• Dataset entries:
== == ==
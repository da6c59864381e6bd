use actix_web::{get, HttpResponse, Responder};
use chrono::Utc;
use serde_json::json;

/// Liveness probe, mounted outside `/api`.
#[get("/health")]
pub async fn health() -> impl Responder {
    HttpResponse::Ok().json(json!({
        "status": "ok",
        "version": env!("CARGO_PKG_VERSION"),
        "timestamp": Utc::now()
    }))
}

#[cfg(test)]
mod tests {
    use super::*;
    use actix_web::test;

    #[actix_web::test]
    async fn test_health_endpoint() {
        let app = test::init_service(actix_web::App::new().service(health)).await;

        let req = test::TestRequest::get().uri("/health").to_request();
        let resp = test::call_service(&app, req).await;

        assert!(resp.status().is_success());

        let json: serde_json::Value = test::read_body_json(resp).await;
        assert_eq!(json["status"], "ok");
        assert_eq!(json["version"], env!("CARGO_PKG_VERSION"));
        assert!(json["timestamp"].is_string());
    }
}
#![doc = "The `moner` library crate."]
#![doc = ""]
#![doc = "Accounts with email verification and password resets, a follow graph, work"]
#![doc = "experience timelines and skills, served over a JSON API by `main.rs`. The"]
#![doc = "`client` module is the matching typed client with its session store and"]
#![doc = "navigation guard."]

pub mod auth;
pub mod client;
pub mod config;
pub mod error;
pub mod mailer;
pub mod models;
pub mod routes;
pub mod state;
pub mod store;
pub mod verification;

pub use crate::error::AppError;
pub use crate::state::AppState;
//! Persistence boundary.
//!
//! Handlers only talk to [`Store`]. [`PgStore`] is the production backend; [`MemoryStore`]
//! keeps everything in process and backs local runs without `DATABASE_URL` as well as the
//! integration tests.

pub mod memory;
pub mod postgres;

use async_trait::async_trait;
use std::fmt;

use crate::models::{Experience, ExperienceInput, NewUser, Page, Skill, User, UserSummary};

pub use memory::MemoryStore;
pub use postgres::PgStore;

#[derive(Debug, Clone, PartialEq, Eq)]
pub enum StoreError {
    /// A unique field (`email` or `username`) is already in use.
    Conflict(&'static str),
    /// A skill id that is not part of the catalogue.
    UnknownSkill(i64),
    Database(String),
}

impl fmt::Display for StoreError {
    fn fmt(&self, f: &mut fmt::Formatter) -> fmt::Result {
        match self {
            StoreError::Conflict(field) => write!(f, "{} already taken", field),
            StoreError::UnknownSkill(id) => write!(f, "unknown skill {}", id),
            StoreError::Database(msg) => write!(f, "database error: {}", msg),
        }
    }
}

impl std::error::Error for StoreError {}

impl From<sqlx::Error> for StoreError {
    fn from(error: sqlx::Error) -> StoreError {
        if let sqlx::Error::Database(db_error) = &error {
            match db_error.constraint() {
                Some("users_email_key") => return StoreError::Conflict("email"),
                Some("users_username_key") => return StoreError::Conflict("username"),
                _ => {}
            }
        }
        StoreError::Database(error.to_string())
    }
}

#[async_trait]
pub trait Store: Send + Sync {
    // Accounts

    /// Inserts an unverified account.
    async fn create_user(&self, new_user: NewUser) -> Result<User, StoreError>;
    /// Drops a pending registration so the address can be registered again.
    async fn delete_unverified_user(&self, email: &str) -> Result<u64, StoreError>;
    async fn find_user_by_id(&self, id: i64) -> Result<Option<User>, StoreError>;
    async fn find_user_by_email(&self, email: &str) -> Result<Option<User>, StoreError>;
    async fn find_user_by_username(&self, username: &str) -> Result<Option<User>, StoreError>;
    /// Matches `login` against the email address or the username.
    async fn find_user_by_login(&self, login: &str) -> Result<Option<User>, StoreError>;
    async fn mark_user_verified(&self, id: i64) -> Result<Option<User>, StoreError>;
    async fn update_password(&self, id: i64, password_hash: &str) -> Result<bool, StoreError>;
    /// Removes the account together with its follows, experience and skills.
    async fn delete_user(&self, id: i64) -> Result<bool, StoreError>;

    // Social graph

    /// Returns `false` when the edge already existed.
    async fn follow(&self, follower_id: i64, followed_id: i64) -> Result<bool, StoreError>;
    async fn unfollow(&self, follower_id: i64, followed_id: i64) -> Result<bool, StoreError>;
    async fn is_following(&self, follower_id: i64, followed_id: i64) -> Result<bool, StoreError>;
    async fn follower_count(&self, user_id: i64) -> Result<i64, StoreError>;
    async fn following_count(&self, user_id: i64) -> Result<i64, StoreError>;
    /// Users following `user_id`, most recent first.
    async fn followers(&self, user_id: i64, page: Page) -> Result<Vec<UserSummary>, StoreError>;
    /// Users `user_id` follows, most recent first.
    async fn following(&self, user_id: i64, page: Page) -> Result<Vec<UserSummary>, StoreError>;

    // Timeline

    async fn create_experience(
        &self,
        user_id: i64,
        input: &ExperienceInput,
    ) -> Result<Experience, StoreError>;
    /// `None` when the entry does not exist or belongs to someone else.
    async fn update_experience(
        &self,
        id: i64,
        user_id: i64,
        input: &ExperienceInput,
    ) -> Result<Option<Experience>, StoreError>;
    async fn delete_experience(&self, id: i64, user_id: i64) -> Result<bool, StoreError>;
    /// Entries ordered by start date, newest first.
    async fn experiences_for_user(&self, user_id: i64) -> Result<Vec<Experience>, StoreError>;

    // Skills

    /// Catalogue entries whose name contains `query`, alphabetical.
    async fn search_skills(&self, query: Option<&str>, limit: i64)
        -> Result<Vec<Skill>, StoreError>;
    async fn user_skills(&self, user_id: i64) -> Result<Vec<Skill>, StoreError>;
    /// Atomically replaces the user's skills. Fails without changes on unknown ids.
    async fn replace_user_skills(
        &self,
        user_id: i64,
        skill_ids: &[i64],
    ) -> Result<Vec<Skill>, StoreError>;
}
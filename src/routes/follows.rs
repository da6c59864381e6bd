use crate::{
    auth::AuthenticatedUser,
    error::AppError,
    models::{FollowRequest, Page, UnfollowRequest, User},
    state::AppState,
};
use actix_web::{get, post, web, HttpResponse, Responder};
use serde_json::json;

async fn user_by_username(state: &AppState, username: &str) -> Result<User, AppError> {
    state
        .store
        .find_user_by_username(username)
        .await?
        .ok_or_else(|| AppError::NotFound(format!("User not found: {}", username)))
}

/// Follow another user
///
/// Following someone twice is accepted and changes nothing.
///
/// ## Responses:
/// - `201 Created`: the caller now follows `followedId`.
/// - `400 Bad Request`: the caller tried to follow themselves.
/// - `404 Not Found`: no such user.
#[post("/follow")]
pub async fn follow(
    state: web::Data<AppState>,
    user: AuthenticatedUser,
    payload: web::Json<FollowRequest>,
) -> Result<impl Responder, AppError> {
    let followed_id = payload.followed_id;
    if followed_id == user.id() {
        return Err(AppError::BadRequest("You cannot follow yourself".into()));
    }
    if state.store.find_user_by_id(followed_id).await?.is_none() {
        return Err(AppError::NotFound(format!("User not found: {}", followed_id)));
    }

    if state.store.follow(user.id(), followed_id).await? {
        log::info!("User {} followed {}", user.id(), followed_id);
    }

    Ok(HttpResponse::Created().json(json!({ "followedId": followed_id })))
}

/// Stop following a user
#[post("/unfollow")]
pub async fn unfollow(
    state: web::Data<AppState>,
    user: AuthenticatedUser,
    payload: web::Json<UnfollowRequest>,
) -> Result<impl Responder, AppError> {
    let unfollowed_id = payload.unfollowed_id;
    if unfollowed_id == user.id() {
        return Err(AppError::BadRequest("You cannot unfollow yourself".into()));
    }

    if state.store.unfollow(user.id(), unfollowed_id).await? {
        log::info!("User {} unfollowed {}", user.id(), unfollowed_id);
    }

    Ok(HttpResponse::Ok().json(json!({ "unfollowedId": unfollowed_id })))
}

/// Users following `username`, most recent first
#[get("/{username}/followers")]
pub async fn followers(
    state: web::Data<AppState>,
    path: web::Path<String>,
    page: web::Query<Page>,
) -> Result<impl Responder, AppError> {
    let user = user_by_username(&state, &path).await?;
    let followers = state.store.followers(user.id, page.into_inner()).await?;
    Ok(HttpResponse::Ok().json(followers))
}

/// Users `username` follows, most recent first
#[get("/{username}/following")]
pub async fn following(
    state: web::Data<AppState>,
    path: web::Path<String>,
    page: web::Query<Page>,
) -> Result<impl Responder, AppError> {
    let user = user_by_username(&state, &path).await?;
    let following = state.store.following(user.id, page.into_inner()).await?;
    Ok(HttpResponse::Ok().json(following))
}
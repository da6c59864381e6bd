pub mod experience;
pub mod follow;
pub mod skill;
pub mod user;

use serde::{Deserialize, Serialize};

pub use experience::{EmploymentType, Experience, ExperienceInput, LocationType};
pub use follow::{FollowRequest, UnfollowRequest};
pub use skill::{Skill, SkillQuery, UpdateSkillsRequest};
pub use user::{NewUser, PublicUserResponse, User, UserResponse, UserSummary};

pub const DEFAULT_PAGE_SIZE: i64 = 20;
pub const MAX_PAGE_SIZE: i64 = 100;

/// `?limit=&offset=` query parameters for list endpoints.
#[derive(Debug, Clone, Copy, Default, Serialize, Deserialize)]
pub struct Page {
    #[serde(skip_serializing_if = "Option::is_none")]
    pub limit: Option<i64>,
    #[serde(skip_serializing_if = "Option::is_none")]
    pub offset: Option<i64>,
}

impl Page {
    pub fn limit(&self) -> i64 {
        self.limit
            .unwrap_or(DEFAULT_PAGE_SIZE)
            .clamp(1, MAX_PAGE_SIZE)
    }

    pub fn offset(&self) -> i64 {
        self.offset.unwrap_or(0).max(0)
    }
}

#[cfg(test)]
mod tests {
    use super::*;

    #[test]
    fn test_page_bounds() {
        let page = Page::default();
        assert_eq!(page.limit(), DEFAULT_PAGE_SIZE);
        assert_eq!(page.offset(), 0);

        let page = Page {
            limit: Some(10_000),
            offset: Some(-5),
        };
        assert_eq!(page.limit(), MAX_PAGE_SIZE);
        assert_eq!(page.offset(), 0);

        let page = Page {
            limit: Some(0),
            offset: Some(40),
        };
        assert_eq!(page.limit(), 1);
        assert_eq!(page.offset(), 40);
    }
}
//! Outgoing account notifications.

use actix_web::web;
use async_trait::async_trait;
use lettre::{
    message::{header::ContentType, Mailbox},
    transport::smtp::authentication::Credentials,
    Message, SmtpTransport, Transport,
};
use std::fmt;
use std::sync::{Arc, Mutex};

use crate::config::SmtpSettings;

#[derive(Debug, Clone, PartialEq, Eq)]
pub struct Email {
    pub to: String,
    pub subject: String,
    pub html: String,
}

#[derive(Debug)]
pub struct MailError(pub String);

impl fmt::Display for MailError {
    fn fmt(&self, f: &mut fmt::Formatter) -> fmt::Result {
        write!(f, "mail delivery failed: {}", self.0)
    }
}

impl std::error::Error for MailError {}

#[async_trait]
pub trait Mailer: Send + Sync {
    async fn send(&self, email: &Email) -> Result<(), MailError>;
}

/// Sends `email`, logging instead of failing when delivery does not work out.
pub async fn deliver(mailer: &dyn Mailer, email: Email) {
    match mailer.send(&email).await {
        Ok(()) => log::info!("Sent \"{}\" to {}", email.subject, email.to),
        Err(e) => log::error!("Could not send \"{}\" to {}: {}", email.subject, email.to, e),
    }
}

/// Writes every message to the log. Used when no delivery backend is configured.
#[derive(Debug, Default, Clone, Copy)]
pub struct LogMailer;

#[async_trait]
impl Mailer for LogMailer {
    async fn send(&self, email: &Email) -> Result<(), MailError> {
        log::info!(
            "Email to {} | {}\n{}",
            email.to,
            email.subject,
            email.html
        );
        Ok(())
    }
}

/// Delivers HTML messages through an authenticated SMTP relay.
#[derive(Clone)]
pub struct SmtpMailer {
    sender: Mailbox,
    transport: SmtpTransport,
}

impl SmtpMailer {
    /// Validates the sender address and prepares a TLS relay transport. No
    /// connection is made until the first message goes out.
    pub fn new(settings: &SmtpSettings) -> Result<Self, MailError> {
        let sender = settings
            .sender_email
            .parse::<Mailbox>()
            .map_err(|e| MailError(format!("invalid sender address: {}", e)))?;
        let transport = SmtpTransport::relay(&settings.relay)
            .map_err(|e| MailError(format!("invalid SMTP relay {}: {}", settings.relay, e)))?
            .credentials(Credentials::new(
                settings.username.clone(),
                settings.password.clone(),
            ))
            .build();
        Ok(Self { sender, transport })
    }

    fn message(&self, email: &Email) -> Result<Message, MailError> {
        let to = email
            .to
            .parse::<Mailbox>()
            .map_err(|e| MailError(format!("invalid recipient {}: {}", email.to, e)))?;
        Message::builder()
            .from(self.sender.clone())
            .to(to)
            .subject(email.subject.clone())
            .header(ContentType::TEXT_HTML)
            .body(email.html.clone())
            .map_err(|e| MailError(e.to_string()))
    }
}

#[async_trait]
impl Mailer for SmtpMailer {
    async fn send(&self, email: &Email) -> Result<(), MailError> {
        let message = self.message(email)?;
        let transport = self.transport.clone();
        web::block(move || transport.send(&message))
            .await
            .map_err(|e| MailError(format!("SMTP task failed: {}", e)))?
            .map(|_| ())
            .map_err(|e| MailError(e.to_string()))
    }
}

/// Keeps sent messages in memory so they can be inspected.
#[derive(Debug, Default, Clone)]
pub struct MemoryMailer {
    sent: Arc<Mutex<Vec<Email>>>,
}

impl MemoryMailer {
    pub fn new() -> Self {
        Self::default()
    }

    pub fn sent(&self) -> Vec<Email> {
        match self.sent.lock() {
            Ok(sent) => sent.clone(),
            Err(poisoned) => poisoned.into_inner().clone(),
        }
    }

    /// The most recent message addressed to `to`.
    pub fn last_to(&self, to: &str) -> Option<Email> {
        self.sent().into_iter().rev().find(|email| email.to == to)
    }

    /// The six-digit code carried by the most recent message to `to`.
    pub fn last_code_for(&self, to: &str) -> Option<String> {
        self.last_to(to).and_then(|email| extract_code(&email.html))
    }
}

#[async_trait]
impl Mailer for MemoryMailer {
    async fn send(&self, email: &Email) -> Result<(), MailError> {
        self.sent
            .lock()
            .map_err(|_| MailError("outbox lock poisoned".into()))?
            .push(email.clone());
        Ok(())
    }
}

fn extract_code(html: &str) -> Option<String> {
    let start = html.find("<strong>")? + "<strong>".len();
    let end = html[start..].find("</strong>")? + start;
    let code = &html[start..end];
    (code.len() == 6 && code.chars().all(|c| c.is_ascii_digit())).then(|| code.to_string())
}

fn subject(text: &str) -> String {
    format!("Moner | {}", text)
}

pub fn verification_email(to: &str, username: &str, code: &str, ttl_minutes: u64) -> Email {
    Email {
        to: to.to_string(),
        subject: subject("Confirm your email"),
        html: format!(
            "<p>Hi {},</p>\
             <p>Your verification code is <strong>{}</strong>.</p>\
             <p>It expires in {} minutes.</p>",
            username, code, ttl_minutes
        ),
    }
}

pub fn password_reset_email(to: &str, username: &str, code: &str, ttl_minutes: u64) -> Email {
    Email {
        to: to.to_string(),
        subject: subject("Password reset"),
        html: format!(
            "<p>Hi {},</p>\
             <p>Use <strong>{}</strong> to sign in and choose a new password.</p>\
             <p>The code expires in {} minutes. Ignore this message if you did not ask for it.</p>",
            username, code, ttl_minutes
        ),
    }
}

pub fn welcome_email(to: &str, username: &str) -> Email {
    Email {
        to: to.to_string(),
        subject: subject("Welcome"),
        html: format!(
            "<p>Welcome aboard, {}!</p><p>Your email address is confirmed.</p>",
            username
        ),
    }
}

pub fn password_changed_email(to: &str, username: &str) -> Email {
    Email {
        to: to.to_string(),
        subject: subject("Your password was changed"),
        html: format!(
            "<p>Hi {},</p>\
             <p>The password for your account was just changed. \
             If this was not you, reset it right away.</p>",
            username
        ),
    }
}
== == ==
• EXERCISE GOAL:
Determine how many lines above hold the word "AppError", then give only that number.

• COMPLETED EXERCISE:
11